I actually just purchased a medium Savoy Mahogany Glass Top humidor to replace my old cheap amazon "capri" glass top. Straight out of the box I could tell it was *much* nicer looking and better built, but it also cost quite a bit more. The pleasant surprise was that it's approximately one inch larger in each dimension than the amazon capri, which states to hold the same amount of cigars as this new Savoy, and I was actually looking for something a hair bigger from the start.

Can't really seem to find any fault with it. I did have to pop out the hydrometer to cut off excess gasket, a tiny sliver was sticking out past the gauge. Very nice looking box though


----------



## Rottingman (May 23, 2015)

Yeah that is indeed a nice looking humidor. I was happy with mine cosmetically as well but if it's not holding humidity then it's just that, a nice looking box. Hopefully you have better luck with yours then I did mine.


----------



## veteranvmb (Aug 6, 2009)

Sorry to hear of your situation. Did you buy glass topped savoys? All glass tops can cause problems. I have posted many times in the past of a positive nature of savoys. All my humidor so are savoys and never a problem . I own eight of them from 50 count to the 150. The pear wood and macassa are my favorites.


----------



## Champagne InHand (Sep 14, 2015)

Tons of humid out there. some a a great deal, while others cost a great deal. You will be the one to find balance. By bigger than you can imagine My Treasure dome is filling fast and 2 tupperdor are filled, almost. The small humi from eBay/Amazon reshipped for and extra $15, actually is pretty decent, but the $200 Treasure Dome is great for what I received.







,


----------



## ssr42 (Oct 7, 2016)

Would you recommend a glass top savoy or a non-glass top?

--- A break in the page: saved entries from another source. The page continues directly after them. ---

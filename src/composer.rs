//! Routing composer: copy, version listing, release validation, timing and
//! part/site availability.
//!
//! ## Copy
//!
//! A copy is a new routing row inserted together with its copied steps and
//! remapped edges in one store transaction. Steps keep their step numbers.
//! Edges whose endpoints were not copied are dropped and counted, never an
//! error. A cross-site copy without an active availability record for the
//! target site succeeds with a warning; availability is reference data and
//! is never created as a side effect.
//!
//! ## Version selection
//!
//! | Request | Target has routings | Version |
//! |---------|---------------------|---------|
//! | explicit | any | as given (must be dotted numeric) |
//! | none, same site | yes | highest existing + minor bump |
//! | none, other site | no | source version |
//! | none, other site | yes | highest existing + minor bump |

use std::cmp::Ordering;
use std::collections::{BTreeMap, BTreeSet};
use std::fmt;
use std::sync::Arc;

use chrono::{DateTime, Utc};
use serde::{Deserialize, Serialize};

use crate::canonical::structure_fingerprint;
use crate::collaborators::ProcessSegmentCatalog;
use crate::config::EngineConfig;
use crate::error::{RoutingError, RoutingResult};
use crate::identifiers::{
    compare_versions, increment_version, max_version, parse_version, validate_site_code,
};
use crate::store::{RoutingDraft, RoutingStore, StoreError};
use crate::timing::{compute_timing, resolve_step_timings};
use crate::types::{
    AvailabilityId, AvailabilityPatch, LifecycleState, NewAvailability, PartId,
    PartSiteAvailability, ProcessSegmentId, Routing, RoutingAggregate, RoutingId, RoutingStep,
    RoutingTiming, SiteId, StepDependency, StepId,
};

/// What to copy and where.
#[derive(Debug, Clone, PartialEq, Eq, Serialize, Deserialize)]
pub struct CopyOptions {
    /// Version of the copy; chosen automatically when absent.
    pub new_version: Option<String>,
    /// Target site; the source site when absent.
    pub new_site: Option<SiteId>,
    /// Deep-copy steps.
    pub include_steps: bool,
    /// Remap dependency edges onto the copied steps.
    pub include_dependencies: bool,
    /// Restrict the copy to these steps of the source.
    pub only_steps: Option<Vec<StepId>>,
    /// Initial state of the copy; DRAFT when absent.
    pub new_state: Option<LifecycleState>,
}

impl Default for CopyOptions {
    fn default() -> Self {
        Self {
            new_version: None,
            new_site: None,
            include_steps: true,
            include_dependencies: true,
            only_steps: None,
            new_state: None,
        }
    }
}

impl CopyOptions {
    /// Copy the routing row only.
    pub fn header_only() -> Self {
        Self {
            include_steps: false,
            include_dependencies: false,
            ..Self::default()
        }
    }

    /// Copy to another site.
    pub fn to_site(mut self, site: impl Into<SiteId>) -> Self {
        self.new_site = Some(site.into());
        self
    }

    /// Use an explicit version.
    pub fn with_version(mut self, version: impl Into<String>) -> Self {
        self.new_version = Some(version.into());
        self
    }

    /// Start the copy in another state.
    pub fn with_state(mut self, state: LifecycleState) -> Self {
        self.new_state = Some(state);
        self
    }

    /// Copy only the given steps.
    pub fn only(mut self, steps: impl IntoIterator<Item = StepId>) -> Self {
        self.only_steps = Some(steps.into_iter().collect());
        self
    }
}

Trying to decide between small glass top, small bubinga, and one of the ones with the built in rack for boveda packets.


----------



## ssr42 (Oct 7, 2016)

veteranvmb said:


> Sorry to hear of your situation. Did you buy glass topped savoys? All glass tops can cause problems. I have posted many times in the past of a positive nature of savoys. All my humidor so are savoys and never a problem . I own eight of them from 50 count to the 150. The pear wood and macassa are my favorites.


Would you recommend a glass top savoy or a non-glass top? Trying to decide between small glass top, small bubinga, and one of the ones with the built in rack for boveda packets.


----------



## Tabloid Snapper (May 31, 2016)

No glass top to keep UV Rays out would be the first choice. You might want to look at Craftsmens Bench line by JC Newman because of superior warranty.

Humidors | Craftsmans Bench


----------